The Ten Commandments of Hebrews 13

I am not a very methodical person, not in the manner that I clean house, plan meals, do laundry, or even blog. I’ve been going through the book of Hebrews for months now, but my method is pretty simple. I pick up a Bible and read through the next few verses and see what pops out at me. But I’ve done that a number of times with this last chapter, and I just cannot pick one or two things to focus on — it is too rich.

So at the pool today, where I have a favorite spot at a picnic table under tall pine trees, overlooking the lap pool where my boys have swim practice, I decided to make a list of the great principles of Hebrews 13. They are not the moral foundation of the Commandments given to Moses, but they are nonetheless transformational.
Hence, the Ten Commandments of Hebrews 13:
  1. Show brotherly love.
  2. Be hospitable to strangers. You may even unknowingly entertain angels.
  3. Remember those in prison as though in prison with them.
  4. Remember those who are mistreated, since you have a body and can appreciate how demeaning it must be.
  5. Hold marriage in high esteem.
  6. Watch out for greed. Instead be content with what you have.
  7. Model your lives after strong disciples of Christ.
  8. Don’t be led away by “diverse and strange teachings.” Instead be strengthened by grace.
  9. Offer up a continual sacrifice of praise — “that is, the fruit of lips that acknowledge his name.”
  10. Share what you have and do not neglect to do good.
It doesn’t take too much self-reflection to make a quick assessment. I’m doing alright on a couple of these, but mostly I could do better, much better. How about you?
May I offer some resources? I am familiar with all of these and contribute to some; each is on point for the respective commands.
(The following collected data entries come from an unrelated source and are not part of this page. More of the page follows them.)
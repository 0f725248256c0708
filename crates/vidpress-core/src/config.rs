// crates/vidpress-core/src/config.rs
//
// Tunables for the compression pipeline.
//
// Every field has a default matching the behaviour users expect from the
// mobile client, so `CompressOptions::default()` is the normal path and a
// JSON file only needs to name the fields it overrides.

use std::path::{Path, PathBuf};
use std::time::Duration;

use anyhow::Context;
use serde::{Deserialize, Serialize};

use crate::progress::ProgressRange;

#[derive(Clone, Debug, PartialEq, Serialize, Deserialize)]
#[serde(default)]
pub struct CompressOptions {
    /// Directory for the temporary output file. Defaults to the OS temp dir.
    pub temp_dir:              PathBuf,
    /// Portion of the overall scale covered by the sample pump (re-encode) or
    /// the remux copy loop (passthrough).
    pub progress_range:        ProgressRange,
    /// Minimum forward movement of track progress before the sink is called.
    pub progress_step:         f64,
    /// Bounded channel depth between each reader and its writer.
    pub channel_depth:         usize,
    /// Coordinator wake-up cadence for cancellation checks and passthrough polling.
    pub poll_interval_ms:      u64,
    /// H.264 GOP cap in frames.
    pub max_keyframe_interval: u32,
    /// AAC output sample rate.
    pub audio_sample_rate:     u32,
    /// Move the moov atom to the front so the file streams on upload.
    pub faststart:             bool,
    /// Preferred H.264 encoder by name; any H.264 encoder is used as fallback.
    pub video_encoder:         String,
}

impl Default for CompressOptions {
    fn default() -> Self {
        Self {
            temp_dir:              std::env::temp_dir(),
            progress_range:        ProgressRange::new(0.2, 0.9),
            progress_step:         0.05,
            channel_depth:         2,
            poll_interval_ms:      100,
            max_keyframe_interval: 30,
            audio_sample_rate:     44_100,
            faststart:             true,
            video_encoder:         "libx264".into(),
        }
    }
}

impl CompressOptions {
    pub fn from_json_str(text: &str) -> anyhow::Result<Self> {
        let opts: Self = serde_json::from_str(text).context("parse compress options")?;
        Ok(opts.sanitized())
    }

    pub fn from_json_file(path: &Path) -> anyhow::Result<Self> {
        let text = std::fs::read_to_string(path)
            .with_context(|| format!("read config '{}'", path.display()))?;
        Self::from_json_str(&text)
    }

    pub fn poll_interval(&self) -> Duration {
        Duration::from_millis(self.poll_interval_ms)
    }

    /// Clamp values that would deadlock or divide by zero further down.
    pub fn sanitized(mut self) -> Self {
        self.channel_depth         = self.channel_depth.clamp(1, 64);
        self.poll_interval_ms      = self.poll_interval_ms.clamp(10, 5_000);
        self.max_keyframe_interval = self.max_keyframe_interval.clamp(1, 30);
        self.progress_step         = self.progress_step.clamp(0.0, 1.0);
        self.progress_range        = ProgressRange::new(self.progress_range.start, self.progress_range.end);
        if self.audio_sample_rate == 0 {
            self.audio_sample_rate = 44_100;
        }
        self
    }
}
  1. Wellspring International The humanitarian arm of RZIM.
  2. CouchSurfing This is not something I’ve actually done, but my friend, Michelle, has. She exemplifies this command and I admire her greatly for it. Plus, she has made some wonderful friends through Couch Surfing, modeled hospitality for her children like no one else, and gained some utterly fantastic stories as well.
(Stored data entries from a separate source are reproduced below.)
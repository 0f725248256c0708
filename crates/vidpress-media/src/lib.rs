// crates/vidpress-media/src/lib.rs
//
// In-process FFmpeg compression pipeline. Callers talk to it through
// `compress` / `compress_with` (blocking) or `CompressWorker` (background
// jobs + result channel); everything else is internal plumbing.
//
// Module map:
//   probe          SourceAsset from a file path
//   output         temp output path + delete-unless-committed guard
//   demux          per-track reader threads (decode → bounded channel)
//   encode         destination container + per-track writers
//   pipeline       coordinator: state machine, events, progress, finalize
//   passthrough    stream-copy remux for the Original tier
//   worker         background job runner with per-job cancel tokens
//   testclip       synthesized clips for whole-pipeline tests (test only)

mod demux;
mod encode;
mod output;
mod passthrough;
mod pipeline;
pub mod probe;
pub mod worker;

#[cfg(test)]
mod testclip;

use std::sync::OnceLock;

use ffmpeg_the_third as ffmpeg;

pub use pipeline::{compress, compress_with};
pub use worker::{CompressJob, CompressWorker};
pub use vidpress_core::{
    CancelToken, CompressOptions, CompressResult, CompressionError, CompressionOutput,
    ProgressEvent, QualityTier,
};

/// Initialise FFmpeg once per process. Safe to call from any thread, any
/// number of times; later calls return the first call's outcome.
pub fn init() -> Result<(), CompressionError> {
    static INIT: OnceLock<Result<(), String>> = OnceLock::new();
    INIT.get_or_init(|| {
        ffmpeg::init().map_err(|e| format!("FFmpeg init failed: {e}"))?;
        // libav* logs straight to stderr; keep it to real errors.
        ffmpeg::util::log::set_level(ffmpeg::util::log::Level::Error);
        log::debug!("[media] ffmpeg initialised");
        Ok(())
    })
    .clone()
    .map_err(CompressionError::Unknown)
}
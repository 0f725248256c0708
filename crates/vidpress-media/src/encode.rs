// crates/vidpress-media/src/encode.rs
//
// Destination container and per-track writers for the re-encode path.
//
// Stream layout in the output MP4:
//   Stream 0: H.264 video (YUV420P, average bitrate from the tier, GOP ≤ 30)
//   Stream 1: AAC audio (FLTP stereo, 44.1 kHz by default), only when the
//             source has an audio track
//
// Orientation:
//   Pixels are encoded in the source's native orientation at the target size
//   mapped back through the display transform. The source display matrix is
//   copied onto stream 0 so players rotate on playback, exactly as they did
//   for the source.
//
// PTS strategy:
//   Video: source timestamps rebased on the container start, kept in the
//   source stream's own time base. A frame that would not advance the clock
//   is nudged forward one tick so the encoder always sees strictly
//   increasing PTS.
//   Audio: a sample counter in 1/rate, seeded from the first audio frame's
//   rebased start so any A/V offset in the source is preserved.
//
// Audio buffering:
//   Every output frame from swr is sized with swr_get_out_samples, so an
//   upsampling resampler never parks samples inside swr between calls. The
//   resulting stereo FLTP PCM is queued per channel and cut into
//   `encoder.frame_size()` frames (1024 for AAC). At end of stream swr is
//   flushed, the queue's tail is zero-padded to one last frame, and the
//   encoder is drained.
//
// Threading:
//   The Output lives behind a parking_lot::Mutex shared by both writers; a
//   writer holds the lock only while handing one encoded packet to the
//   interleaver. Encoders are created here on the coordinator thread and
//   moved into their writer threads; scalers and resamplers are created
//   lazily on the writer thread that uses them.

use std::path::Path;
use std::sync::Arc;

use anyhow::{anyhow, bail, Context as _};
use parking_lot::Mutex;
// crates/vidpress-core/src/state.rs
// Pipeline lifecycle for one compress() call. Pure data, no ffmpeg.
use std::fmt;

#[derive(Clone, Copy, Debug, PartialEq, Eq)]
pub enum PipelineState {
    Idle,
    Configuring,
    Running,
    Finalizing,
    Completed,
    Failed,
    Cancelled,
}

/// Attempted a transition the lifecycle does not allow.
#[derive(Clone, Copy, Debug, PartialEq, Eq)]
pub struct InvalidTransition {
    pub from: PipelineState,
    pub to:   PipelineState,
}

impl fmt::Display for InvalidTransition {
    fn fmt(&self, f: &mut fmt::Formatter<'_>) -> fmt::Result {
        write!(f, "invalid pipeline transition {:?} → {:?}", self.from, self.to)
    }
}

impl std::error::Error for InvalidTransition {}

impl PipelineState {
    pub fn is_terminal(self) -> bool {
        matches!(self, PipelineState::Completed | PipelineState::Failed | PipelineState::Cancelled)
    }

    /// Idle → Configuring → Running → Finalizing → Completed, with Failed and
    /// Cancelled reachable from every non-terminal state after Idle.
    pub fn can_advance(self, to: PipelineState) -> bool {
        use PipelineState::*;
        match (self, to) {
            (Idle, Configuring)        => true,
            (Configuring, Running)     => true,
            (Running, Finalizing)      => true,
            (Finalizing, Completed)    => true,
            (Configuring | Running | Finalizing, Failed | Cancelled) => true,
            _ => false,
        }
    }

    pub fn advance(&mut self, to: PipelineState) -> Result<(), InvalidTransition> {
        if self.can_advance(to) {
            *self = to;
            Ok(())
        } else {
            Err(InvalidTransition { from: *self, to })
        }
    }
}

/// Per-track cursor inside a running session.
#[derive(Clone, Copy, Debug, PartialEq, Eq)]
pub enum TrackState {
    Active,
    Finished,
}

#[cfg(test)]
mod tests {
    use super::*;
    use PipelineState::*;

    #[test]
    fn happy_path() {
        let mut s = Idle;
        for next in [Configuring, Running, Finalizing, Completed] {
            s.advance(next).unwrap();
        }
        assert!(s.is_terminal());
    }

    #[test]
    fn failure_and_cancel_from_active_states() {
        for from in [Configuring, Running, Finalizing] {
            assert!(from.can_advance(Failed));
            assert!(from.can_advance(Cancelled));
        }
        assert!(!Idle.can_advance(Failed));
    }

    #[test]
    fn terminal_states_are_final() {
        for from in [Completed, Failed, Cancelled] {
            for to in [Idle, Configuring, Running, Finalizing, Completed, Failed, Cancelled] {
                assert!(!from.can_advance(to), "{from:?} → {to:?}");
            }
        }
    }

    #[test]
    fn skipping_running_is_rejected() {
        let mut s = Configuring;
        let err = s.advance(Finalizing).unwrap_err();
        assert_eq!(err, InvalidTransition { from: Configuring, to: Finalizing });
        assert_eq!(s, Configuring);
    }
}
  3. Prison Fellowship A wonderful ministry to prisoners and their families.
  4. International Justice Mission A human rights agency that secures justice for victims of slavery, sexual exploitation, and other forms of violent oppression.
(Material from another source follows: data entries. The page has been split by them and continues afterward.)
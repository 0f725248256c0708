// crates/vidpress-core/src/error.rs
//
// Terminal failures of one compress() call. Every variant is final for that
// call; nothing inside the pipeline retries.

/// Why a compression did not produce an output file.
///
/// `Display` carries the underlying cause for logs; `description()` is the
/// short, user-facing string per kind.
#[derive(Debug, thiserror::Error)]
pub enum CompressionError {
    /// The source could not be opened or probed at all.
    #[error("could not read source: {0:#}")]
    SourceUnreadable(#[source] anyhow::Error),

    /// The container has no decodable video stream, or it is zero-sized.
    #[error("video file has no video track")]
    NoVideoTrack,

    /// The destination container or an encoder rejected the computed settings.
    #[error("encoder configuration failed: {0:#}")]
    EncoderConfigurationFailed(#[source] anyhow::Error),

    /// A reader or writer failed after samples started flowing.
    #[error("encoding failed: {0:#}")]
    EncodingFailed(#[source] anyhow::Error),

    /// The caller signalled the cancel token.
    #[error("compression was cancelled")]
    Cancelled,

    #[error("unknown compression error: {0}")]
    Unknown(String),
}

impl CompressionError {
    /// Localizable message for the UI layer.
    pub fn description(&self) -> &'static str {
        match self {
            CompressionError::SourceUnreadable(_)           => "Could not open the selected video",
            CompressionError::NoVideoTrack                  => "Video file has no video track",
            CompressionError::EncoderConfigurationFailed(_) => "Failed to create video export session",
            CompressionError::EncodingFailed(_)             => "Video compression failed",
            CompressionError::Cancelled                     => "Compression was cancelled",
            CompressionError::Unknown(_)                    => "Unknown compression error",
        }
    }

    /// Callers suppress error UI for user-initiated cancellation.
    pub fn is_cancelled(&self) -> bool {
        matches!(self, CompressionError::Cancelled)
    }

    /// Stable machine-readable kind, used in JSON output.
    pub fn kind(&self) -> &'static str {
        match self {
            CompressionError::SourceUnreadable(_)           => "source_unreadable",
            CompressionError::NoVideoTrack                  => "no_video_track",
            CompressionError::EncoderConfigurationFailed(_) => "encoder_configuration_failed",
            CompressionError::EncodingFailed(_)             => "encoding_failed",
            CompressionError::Cancelled                     => "cancelled",
            CompressionError::Unknown(_)                    => "unknown",
        }
    }
}
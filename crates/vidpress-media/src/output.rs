// crates/vidpress-media/src/output.rs
//
// Temporary output file for one compress() call.
//
// The muxer writes into `<uuid>.partial.mp4`; only a finished, trailer-
// written file is renamed to `<uuid>.mp4`. Dropping the guard without
// committing removes the partial file, so a cancelled or failed run leaves
// nothing behind in the temp directory.

use std::io;
use std::path::{Path, PathBuf};

use uuid::Uuid;

pub(crate) struct OutputGuard {
    part_path:  PathBuf,
    final_path: PathBuf,
    committed:  bool,
}

impl OutputGuard {
    /// Reserve a fresh name in `dir`. Creates `dir` if it is missing.
    pub fn create(dir: &Path) -> io::Result<Self> {
        std::fs::create_dir_all(dir)?;
        let stem = Uuid::new_v4();
        Ok(Self {
            part_path:  dir.join(format!("{stem}.partial.mp4")),
            final_path: dir.join(format!("{stem}.mp4")),
            committed:  false,
        })
    }

    /// Where the muxer should write.
    pub fn part_path(&self) -> &Path {
        &self.part_path
    }

    #[cfg(test)]
    pub fn final_path(&self) -> &Path {
        &self.final_path
    }

    /// Move the finished file into place and hand its path to the caller.
    pub fn commit(mut self) -> io::Result<PathBuf> {
        std::fs::rename(&self.part_path, &self.final_path)?;
        self.committed = true;
        Ok(self.final_path.clone())
    }
}

impl Drop for OutputGuard {
    fn drop(&mut self) {
        if self.committed {
            return;
        }
        match std::fs::remove_file(&self.part_path) {
            Ok(()) => log::debug!("[output] removed partial {}", self.part_path.display()),
            Err(e) if e.kind() == io::ErrorKind::NotFound => {}
            Err(e) => log::warn!("[output] could not remove {}: {e}", self.part_path.display()),
        }
    }
}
  5. Love and Respect Ministries A great marriage resource, with wonderful tips for getting off the “crazy cycle.”
  6. Crown Financial Ministries Our bank statements reveal much about our priorities. This ministry is dedicated to helping people take a hard look at how they spend their money. It is biblically-based and I highly recommend it.
  7. The C.S. Lewis Institute This ministry is a great way for people in DC, Atlanta, and Annapolis to connect with strong followers of Christ. The mentoring ministry of your local church is another good resource. We must be intentional if we hope to have strong believers in our lives. We can and should pray that God will connect us with good mentors, but we should also be humble and vulnerable enough to ask someone to be a mentor.
  8. RZIM Ravi Zacharias is amazing. He preaches grace and truth and reason. He is funny and brilliant and kind. I am also blessed to be at McLean Bible Church each week, where I am strengthened by grace.
  9. Getty Music One way to keep praising Jesus is to read the Psalms. Another way is to listen to great music, like that of Keith and Kristyn Getty.
  10. Operation Blessing and Compassion International are two ministries that are doing great things all around the world. Operation Blessing is more of a relief organization, and Compassion International connects you via sponsorship with individual children. Both are showing the love of Jesus Christ to many in need.
So this wraps up Hebrews. I’ve been amazed by how much is in this one book. I’m looking forward to reading it through again with notes and commentary. I know I’ve only skimmed the surface here on the blog, but I greatly appreciate your willingness to read and learn with me.
As the book itself ends, so will this series: “Grace be with all of you.”